| Type: | Package |
| Title: | Data Analysis using Bootstrap-Coupled Estimation |
| Version: | 2025.3.14 |
| Description: | Data Analysis using Bootstrap-Coupled ESTimation. Estimation statistics is a simple framework that avoids the pitfalls of significance testing. It uses familiar statistical concepts: means, mean differences, and error bars. More importantly, it focuses on the effect size of one's experiment/intervention, as opposed to a false dichotomy engendered by P values. An estimation plot has two key features: 1. It presents all datapoints as a swarmplot, which orders each point to display the underlying distribution. 2. It presents the effect size as a bootstrap 95% confidence interval on a separate but aligned axes. Estimation plots are introduced in Ho et al., Nature Methods 2019, 1548-7105. <doi:10.1038/s41592-019-0470-3>. The free-to-view PDF is located at https://www.nature.com/articles/s41592-019-0470-3.epdf?author_access_token=Euy6APITxsYA3huBKOFBvNRgN0jAjWel9jnR3ZoTv0Pr6zJiJ3AA5aH4989gOJS_dajtNr1Wt17D0fh-t4GFcvqwMYN03qb8C33na_UrCUcGrt-Z0J9aPL6TPSbOxIC-pbHWKUDo2XsUOr3hQmlRew%3D%3D. |
| License: | Apache License (≥ 2) |
| URL: | https://github.com/ACCLAB/dabestr, https://acclab.github.io/dabestr/ |
| Depends: | R (≥ 2.10) |
| Imports: | boot, brunnermunzel, cli, cowplot, dplyr, effsize, ggbeeswarm, ggplot2 (≥ 3.5.1), ggsci, grid, magrittr, RColorBrewer, rlang, scales, stats, stringr, tibble, tidyr, viridisLite |
| Suggests: | kableExtra, knitr, rmarkdown, testthat (≥ 3.0.0), vdiffr |
| VignetteBuilder: | kableExtra, knitr |
| Config/testthat/edition: | 3 |
| Encoding: | UTF-8 |
| LazyData: | true |
| RoxygenNote: | 7.2.3 |
| NeedsCompilation: | no |
| Packaged: | 2025-02-26 01:56:36 UTC; liankahseng |
| Author: | Joses W. Ho |
| Maintainer: | Yishan Mai <maiyishan@u.duke.nus.edu> |
| License_is_FOSS: | yes |
| Repository: | CRAN |
| Date/Publication: | 2025-02-26 12:50:02 UTC |
Producing an estimation plot
Description
Produces a Gardner-Altman estimation plot or a Cumming estimation plot depending on whether float_contrast is TRUE. The plot presents all datapoints as a swarmplot, which orders each point to display the underlying distribution. It also presents the effect size as a bootstrap 95% confidence interval (95% CI) on a separate but aligned axes.
Usage
dabest_plot(dabest_effectsize_obj, float_contrast = TRUE, ...)
Arguments
dabest_effectsize_obj |
A dabest_effectsize_obj created by loading in a
dabest_obj along with other specified parameters with the |
float_contrast |
Default TRUE. If TRUE, a Gardner-Altman plot will be produced. If FALSE, a Cumming estimation plot will be produced. |
... |
Adjustment parameters to control and adjust the appearance of the plot. (list of all possible adjustment parameters can be found under plot_kwargs) |
Examples
# Loading of the dataset
data(twogroup_data)
# Preparing the data to be plotted
dabest_obj <- load(non_proportional_data,
x = Group, y = Measurement,
idx = c("Control 1", "Test 1")
)
dabest_obj.mean_diff <- mean_diff(dabest_obj)

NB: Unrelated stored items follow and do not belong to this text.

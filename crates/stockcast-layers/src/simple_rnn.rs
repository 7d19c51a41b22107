//! Simple (Elman) RNN cell.

use serde::{Deserialize, Serialize};

use crate::activation::Activation;
use crate::initializer::Initializer;
use crate::tensor::Tensor;

/// Elman RNN cell: `h_t = act(x_t W + h_{t-1} U + b)`.
#[derive(Debug, Clone, Serialize, Deserialize)]
pub struct SimpleRnnCell {
    input_size: usize,
    units: usize,
    w: Tensor,
    u: Tensor,
    b: Tensor,
}

impl SimpleRnnCell {
    /// Creates a new cell with Glorot-uniform weights and zero bias.
    pub fn new(input_size: usize, units: usize, seed: u64) -> Self {
        Self {
            input_size,
            units,
            w: Initializer::GlorotUniform.initialize(&[input_size, units], seed ^ 0x81),
            u: Initializer::GlorotUniform.initialize(&[units, units], seed ^ 0x82),
            b: Tensor::zeros(&[units]),
        }
    }

    /// Returns the input feature dimension.
    pub fn input_size(&self) -> usize {
        self.input_size
    }

    /// Returns the hidden state dimension.
    pub fn units(&self) -> usize {
        self.units
    }

    /// Zero-initialized hidden state for a batch.
    pub fn init_state(&self, batch_size: usize) -> Tensor {
        Tensor::zeros(&[batch_size, self.units])
    }

    /// Advances the cell one time step.
    pub fn forward_step(&self, x: &Tensor, h_prev: &Tensor, activation: Activation) -> Tensor {
        activation.apply(&x.matmul(&self.w).add(&h_prev.matmul(&self.u)).add(&self.b))
    }

    /// Returns references to the cell's parameters.
    pub fn parameters(&self) -> Vec<&Tensor> {
        vec![&self.w, &self.u, &self.b]
    }

    /// Returns mutable references to the cell's parameters.
    pub fn parameters_mut(&mut self) -> Vec<&mut Tensor> {
        vec![&mut self.w, &mut self.u, &mut self.b]
    }
}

# Plotting an estimation plot
dabest_plot(dabest_obj.mean_diff, TRUE)
Data to produce a delta2 Dabest plot
Description
Contains 2 Genotype groups and 2 Treatment groups.
Usage
deltadelta_data
Format
A data frame with 40 rows and 5 variables:
- Genotype
Genotype of each observation
- ID
Identity of each observation
- Rep
Rep of each observation
- Treatment
Which treatment method was used
- Measurement
Measurement value
Examples
data(deltadelta_data) # Lazy loading. Data becomes visible as soon as it is loaded
Calculating effect sizes
Description
Computes the effect size for each control-test group pairing in idx.
The resampling bootstrap distribution of the effect size is then subjected
to Bias-corrected and accelerated bootstrap (BCa) correction.
The following effect sizes mean_diff, median_diff, cohens_d, hedges_g and cliffs_delta
are used for most plot types.
Usage
mean_diff(dabest_obj, perm_count = 5000)
median_diff(dabest_obj, perm_count = 5000)
cohens_d(dabest_obj, perm_count = 5000)
hedges_g(dabest_obj, perm_count = 5000)
cliffs_delta(dabest_obj, perm_count = 5000)
cohens_h(dabest_obj, perm_count = 5000)
Arguments
dabest_obj |
A dabest_obj created by loading in dataset along with other
specified parameters with the |
perm_count |
The number of reshuffles of control and test labels to be performed for each p-value. |
Details
The plot types listed under here are limited to use only the following effect sizes.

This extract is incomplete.